How to describe that thing where you thoroughly enjoy watching something that is neither objectively good, nor enjoyably bad? I imagine anyone who has an inordinate fondness for an entire genre or subgenre, quality be damned, will understand. Sci-fi and horror fans will line up nodding, I'm sure. But for me that genre is the costume dramedy.
Those with allergies to "light" costume period pieces should give this trifle from actor/director Alan Rickman a wide wide berth. For me, prone to enjoy both famous thespians playing dress-up and royalty porn as long as it neither are weighed down by the self-seriousness of Oscar-seeking biopics, this obscure fanciful tale flew by. Alan Rickman plays the King of France who wants a brand new something-he's-never-seen-before as new attraction for the gardens of Versailles. He's about to move the entire court there and the unveiling must be magnificent. A fountain it will be then and his royal gardener Andrè Le Norte (Matthias Schoenaerts in walking romance novel cover form with long luscious locks but broad shouldered manliness) hires the widow landscape designer Sabine De Barra (Kate Winslet) to create it because he recognizes that she's actually a visionary immediately though he can't quite admit to it as he weighs her proposal.
Complicating matters is that the King doesn't handle failure well and Le Norte's future hangs in the balance and he wants things quicker than they seem possible. Also: Le Notre and De Barra are, SURPRISE! (just kidding), falling for each other.
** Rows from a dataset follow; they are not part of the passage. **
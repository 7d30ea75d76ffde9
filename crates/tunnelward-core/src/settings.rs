// ── Desired profile settings ──
//
// Generator input: everything an administrator can configure for one tunnel
// class. Deserialized straight from a `[profiles.<class>]` table of the
// merged configuration.

use std::collections::BTreeMap;

use serde::{Deserialize, Serialize};

use crate::document::Element;
use crate::model::{CryptographySuite, ProfileClass, RoutingPolicy, VpnStrategy};

#[derive(Debug, Clone, PartialEq, Serialize, Deserialize)]
#[serde(default)]
#[allow(clippy::struct_excessive_bools)]
pub struct ProfileSettings {
    pub class: ProfileClass,
    pub name: String,
    /// Server address(es), comma-separated.
    pub external_address: String,
    pub strategy: VpnStrategy,
    pub routing_policy: RoutingPolicy,

    pub always_on: bool,
    pub remember_credentials: bool,
    pub register_dns: bool,
    pub dns_suffixes: Vec<String>,
    pub trusted_networks: Vec<String>,
    /// Used to imply domain name information when none is configured.
    pub dns_servers: Vec<String>,
    pub domain_name_information: Vec<DniSetting>,

    /// CIDR → comment.
    pub include_routes: BTreeMap<String, String>,
    /// CIDR → comment.
    pub exclude_routes: BTreeMap<String, String>,
    /// Hostnames resolved into include routes on every generation.
    pub include_route_hostnames: Vec<String>,
    pub exclude_office365: bool,
    pub route_metric: Option<u32>,

    /// Filter name → filter.
    pub traffic_filters: BTreeMap<String, FilterSetting>,

    pub disable_advanced_options_edit_button: bool,
    pub disable_disconnect_button: bool,

    pub proxy_pac_url: Option<String>,
    pub proxy_server: Option<String>,
    pub proxy_exceptions: Vec<String>,
    pub proxy_bypass_local: bool,

    pub device_compliance: bool,
    pub device_compliance_sso_eku: Option<String>,
    pub device_compliance_sso_issuer_hashes: Vec<String>,

    pub custom_cryptography: bool,
    pub cryptography: CryptographySuite,

    pub eap: EapSettings,
    pub disable_class_based_default_route: bool,

    // ── Connection-entry attributes ──
    pub interface_metric: Option<u32>,
    pub mtu: Option<u32>,
    pub network_outage_time: Option<u32>,
    pub disable_credentials: bool,
    pub machine_eku_filter: Option<String>,

    /// A complete pre-built document. Skips generation.
    pub override_document: Option<String>,
}

impl Default for ProfileSettings {
    fn default() -> Self {
        Self {
            class: ProfileClass::User,
            name: String::new(),
            external_address: String::new(),
            strategy: VpnStrategy::Ikev2First,
            routing_policy: RoutingPolicy::SplitTunnel,
            always_on: true,
            remember_credentials: true,
            register_dns: false,
            dns_suffixes: Vec::new(),
            trusted_networks: Vec::new(),
            dns_servers: Vec::new(),
            domain_name_information: Vec::new(),
            include_routes: BTreeMap::new(),
            exclude_routes: BTreeMap::new(),
            include_route_hostnames: Vec::new(),
            exclude_office365: false,
            route_metric: None,
            traffic_filters: BTreeMap::new(),
            disable_advanced_options_edit_button: false,
            disable_disconnect_button: false,
            proxy_pac_url: None,
            proxy_server: None,
            proxy_exceptions: Vec::new(),
            proxy_bypass_local: false,
            device_compliance: false,
            device_compliance_sso_eku: None,
            device_compliance_sso_issuer_hashes: Vec::new(),
            custom_cryptography: false,
            cryptography: CryptographySuite::default(),
            eap: EapSettings::default(),
            disable_class_based_default_route: false,
            interface_metric: None,
            mtu: None,
            network_outage_time: None,
            disable_credentials: false,
            machine_eku_filter: None,
            override_document: None,
        }
    }
}

impl ProfileSettings {
    pub fn new(class: ProfileClass, name: impl Into<String>) -> Self {
        Self {
            class,
            name: name.into(),
            ..Self::default()
        }
    }
}

/// User-tunnel EAP (PEAP over TLS) options.
#[derive(Debug, Clone, Default, PartialEq, Eq, Serialize, Deserialize)]
#[serde(default)]
pub struct EapSettings {
    /// SHA-1 thumbprints of trusted root/issuing CAs.
    pub trusted_root_thumbprints: Vec<String>,
    pub nps_servers: Vec<String>,
    pub disable_nps_validation: bool,
    /// Client-auth EKU to filter certificates on.
    pub eku_name: Option<String>,
    pub eku_oid: Option<String>,
    pub smart_card: bool,
    pub disable_crypto_binding: bool,
}

#[derive(Debug, Clone, Default, PartialEq, Eq, Serialize, Deserialize)]
#[serde(default)]
pub struct DniSetting {
    pub domain: String,
    pub dns_servers: Vec<String>,
    pub web_proxy_servers: Vec<String>,
    pub auto_trigger: bool,
}

/// A configured traffic filter: either a legacy rule string or fields.
#[derive(Debug, Clone, PartialEq, Eq, Serialize, Deserialize)]
#[serde(untagged)]
pub enum FilterSetting {
    Rule(String),
    Fields(FilterFields),
}

#[derive(Debug, Clone, Default, PartialEq, Eq, Serialize, Deserialize)]
#[serde(default)]
pub struct FilterFields {
    pub app: Option<String>,
    /// `TCP`, `UDP` or a protocol number.
    pub protocol: Option<String>,
    pub local_ports: Option<String>,
    pub remote_ports: Option<String>,
    pub local_addresses: Option<String>,
    pub remote_addresses: Option<String>,
    pub routing_policy: Option<String>,
    pub direction: Option<String>,
}

impl FilterFields {
    /// Document element for these fields, so configured filters go through
    /// the same canonicalization as installed ones.
    pub fn to_element(&self) -> Element {
        let mut el = Element::new("TrafficFilter");
        if let Some(app) = &self.app {
            el.push(Element::new("App").with(Element::text("Id", app.as_str())));
        }
        if let Some(protocol) = &self.protocol {
            let number = match protocol.trim().to_ascii_uppercase().as_str() {
                "TCP" => "6".to_owned(),
                "UDP" => "17".to_owned(),
                other => other.to_owned(),
            };
            el.push(Element::text("Protocol", number));
        }
        let optional = [
            ("LocalPortRanges", &self.local_ports),
            ("RemotePortRanges", &self.remote_ports),
            ("LocalAddressRanges", &self.local_addresses),
            ("RemoteAddressRanges", &self.remote_addresses),
            ("RoutingPolicyType", &self.routing_policy),
            ("Direction", &self.direction),
        ];
        for (name, value) in optional {
            if let Some(v) = value {
                el.push(Element::text(name, v.as_str()));
            }
        }
        el
    }
}

#[cfg(test)]
#[allow(clippy::unwrap_used)]
mod tests {
    use super::*;
    use crate::model::{FilterDirection, PROTOCOL_UDP, TrafficFilter};

    #[test]
    fn filter_setting_accepts_both_shapes() {
        let rule: FilterSetting = serde_json::from_str(r#""v2.30|Dir=Out|""#).unwrap();
        assert!(matches!(rule, FilterSetting::Rule(_)));

        let fields: FilterSetting =
            serde_json::from_str(r#"{"protocol":"udp","remote_ports":"53","direction":"Inbound"}"#)
                .unwrap();
        let FilterSetting::Fields(fields) = fields else {
            panic!("expected fields");
        };
        let filter = TrafficFilter::from_element(&fields.to_element());
        assert!(filter.valid);
        assert_eq!(filter.protocol, Some(PROTOCOL_UDP));
        assert_eq!(filter.direction, FilterDirection::Inbound);
    }

    #[test]
    fn defaults_are_always_on_user_tunnel() {
        let settings: ProfileSettings = serde_json::from_str(r#"{"name":"Corp"}"#).unwrap();
        assert_eq!(settings.class, ProfileClass::User);
        assert!(settings.always_on);
        assert_eq!(settings.strategy, VpnStrategy::Ikev2First);
    }
}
There's a bit of proto-feminism wishfulfillment happening and a bit of romantic melodrama but the movie never totally commits to any one thread. Its paper thin, really, with nothing much in the way of thematic interest that's actually explored or depth of characterization. All hangups aside it was just great to see Kate Winslet on the big screen again but she could've done this in her sleep while blinded by silly hats and short of breath from a corse---oh, wait. But better light and unchallenging than embarrassing which is how things go in the movie's most obvious bid at self-seriousness with a "twist" flashback about Madame Barra's tragic past that the movie teases ad nauseum from early on.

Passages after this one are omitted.